▸ **Description of the task**
In the records below, find each line containing the word "signed" and copy it.

==== Extracted information ====

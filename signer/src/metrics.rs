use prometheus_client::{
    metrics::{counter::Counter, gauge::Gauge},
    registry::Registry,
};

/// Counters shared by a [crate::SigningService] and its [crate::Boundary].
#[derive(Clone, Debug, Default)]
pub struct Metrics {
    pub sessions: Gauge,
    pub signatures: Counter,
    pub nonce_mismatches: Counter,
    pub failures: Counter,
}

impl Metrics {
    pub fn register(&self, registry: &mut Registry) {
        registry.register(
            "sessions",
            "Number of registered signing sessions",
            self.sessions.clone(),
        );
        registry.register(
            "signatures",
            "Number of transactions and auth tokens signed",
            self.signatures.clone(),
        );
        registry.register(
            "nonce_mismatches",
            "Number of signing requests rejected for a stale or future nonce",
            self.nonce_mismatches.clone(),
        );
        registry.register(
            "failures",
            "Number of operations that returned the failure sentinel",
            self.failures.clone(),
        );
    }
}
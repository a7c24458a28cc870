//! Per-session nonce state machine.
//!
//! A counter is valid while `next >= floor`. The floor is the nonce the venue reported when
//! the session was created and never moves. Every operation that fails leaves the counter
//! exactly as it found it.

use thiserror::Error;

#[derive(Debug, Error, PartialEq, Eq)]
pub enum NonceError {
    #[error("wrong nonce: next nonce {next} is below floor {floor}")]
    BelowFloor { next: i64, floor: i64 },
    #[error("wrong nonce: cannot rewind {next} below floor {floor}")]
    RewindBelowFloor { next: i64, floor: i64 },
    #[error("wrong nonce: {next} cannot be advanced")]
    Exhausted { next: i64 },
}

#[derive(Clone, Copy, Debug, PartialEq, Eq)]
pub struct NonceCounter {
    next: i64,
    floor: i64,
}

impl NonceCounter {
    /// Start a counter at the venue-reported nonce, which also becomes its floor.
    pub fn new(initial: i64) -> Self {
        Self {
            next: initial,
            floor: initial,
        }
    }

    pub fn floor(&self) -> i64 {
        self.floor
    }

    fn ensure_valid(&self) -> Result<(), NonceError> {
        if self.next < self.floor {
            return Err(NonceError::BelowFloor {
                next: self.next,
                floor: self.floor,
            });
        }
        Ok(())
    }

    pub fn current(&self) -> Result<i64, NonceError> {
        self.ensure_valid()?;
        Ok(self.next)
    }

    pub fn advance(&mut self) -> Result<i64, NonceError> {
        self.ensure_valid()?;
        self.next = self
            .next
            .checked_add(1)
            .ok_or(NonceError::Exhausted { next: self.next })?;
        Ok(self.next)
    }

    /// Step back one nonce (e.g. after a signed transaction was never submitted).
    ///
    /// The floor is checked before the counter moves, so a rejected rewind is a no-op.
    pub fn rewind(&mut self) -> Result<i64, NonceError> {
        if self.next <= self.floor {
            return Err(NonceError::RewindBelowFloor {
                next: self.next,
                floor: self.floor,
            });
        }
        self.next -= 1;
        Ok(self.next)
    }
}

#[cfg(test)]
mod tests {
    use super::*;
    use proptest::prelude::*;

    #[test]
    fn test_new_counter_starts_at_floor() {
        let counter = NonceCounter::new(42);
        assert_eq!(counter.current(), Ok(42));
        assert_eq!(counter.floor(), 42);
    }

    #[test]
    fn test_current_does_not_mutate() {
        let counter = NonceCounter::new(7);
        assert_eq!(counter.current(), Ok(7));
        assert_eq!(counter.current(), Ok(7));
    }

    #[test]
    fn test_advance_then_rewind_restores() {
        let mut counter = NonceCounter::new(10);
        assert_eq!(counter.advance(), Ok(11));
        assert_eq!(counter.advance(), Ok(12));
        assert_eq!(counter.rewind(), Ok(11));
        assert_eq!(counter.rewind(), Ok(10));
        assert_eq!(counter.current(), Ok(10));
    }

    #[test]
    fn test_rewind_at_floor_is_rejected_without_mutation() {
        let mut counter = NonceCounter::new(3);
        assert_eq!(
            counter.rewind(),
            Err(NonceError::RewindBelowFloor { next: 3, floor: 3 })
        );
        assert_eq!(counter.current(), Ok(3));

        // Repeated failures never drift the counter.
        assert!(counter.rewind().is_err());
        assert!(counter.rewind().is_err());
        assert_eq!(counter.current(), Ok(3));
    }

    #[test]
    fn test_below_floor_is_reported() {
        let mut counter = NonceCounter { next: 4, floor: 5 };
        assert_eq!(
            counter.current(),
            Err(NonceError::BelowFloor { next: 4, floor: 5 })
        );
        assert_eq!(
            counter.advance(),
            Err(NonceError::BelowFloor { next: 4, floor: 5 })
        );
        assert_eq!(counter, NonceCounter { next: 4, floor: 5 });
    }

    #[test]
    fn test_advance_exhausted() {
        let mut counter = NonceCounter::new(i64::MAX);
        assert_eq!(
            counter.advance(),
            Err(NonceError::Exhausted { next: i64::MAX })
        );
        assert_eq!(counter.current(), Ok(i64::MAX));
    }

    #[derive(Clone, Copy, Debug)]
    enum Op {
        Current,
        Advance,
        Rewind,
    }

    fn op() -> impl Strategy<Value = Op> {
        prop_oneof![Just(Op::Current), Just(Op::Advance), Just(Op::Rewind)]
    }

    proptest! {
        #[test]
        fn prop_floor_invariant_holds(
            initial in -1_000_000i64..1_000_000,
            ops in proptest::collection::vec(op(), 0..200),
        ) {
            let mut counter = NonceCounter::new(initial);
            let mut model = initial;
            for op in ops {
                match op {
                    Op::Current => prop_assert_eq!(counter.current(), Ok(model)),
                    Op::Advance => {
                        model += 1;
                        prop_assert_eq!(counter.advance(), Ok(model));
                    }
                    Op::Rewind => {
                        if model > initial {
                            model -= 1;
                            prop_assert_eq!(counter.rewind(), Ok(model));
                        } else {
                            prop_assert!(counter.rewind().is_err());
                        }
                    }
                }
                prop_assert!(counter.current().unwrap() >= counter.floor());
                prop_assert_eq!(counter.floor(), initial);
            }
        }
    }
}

====

▸ **Task response**
            "Number of transactions and auth tokens signed",
    /// Step back one nonce (e.g. after a signed transaction was never submitted).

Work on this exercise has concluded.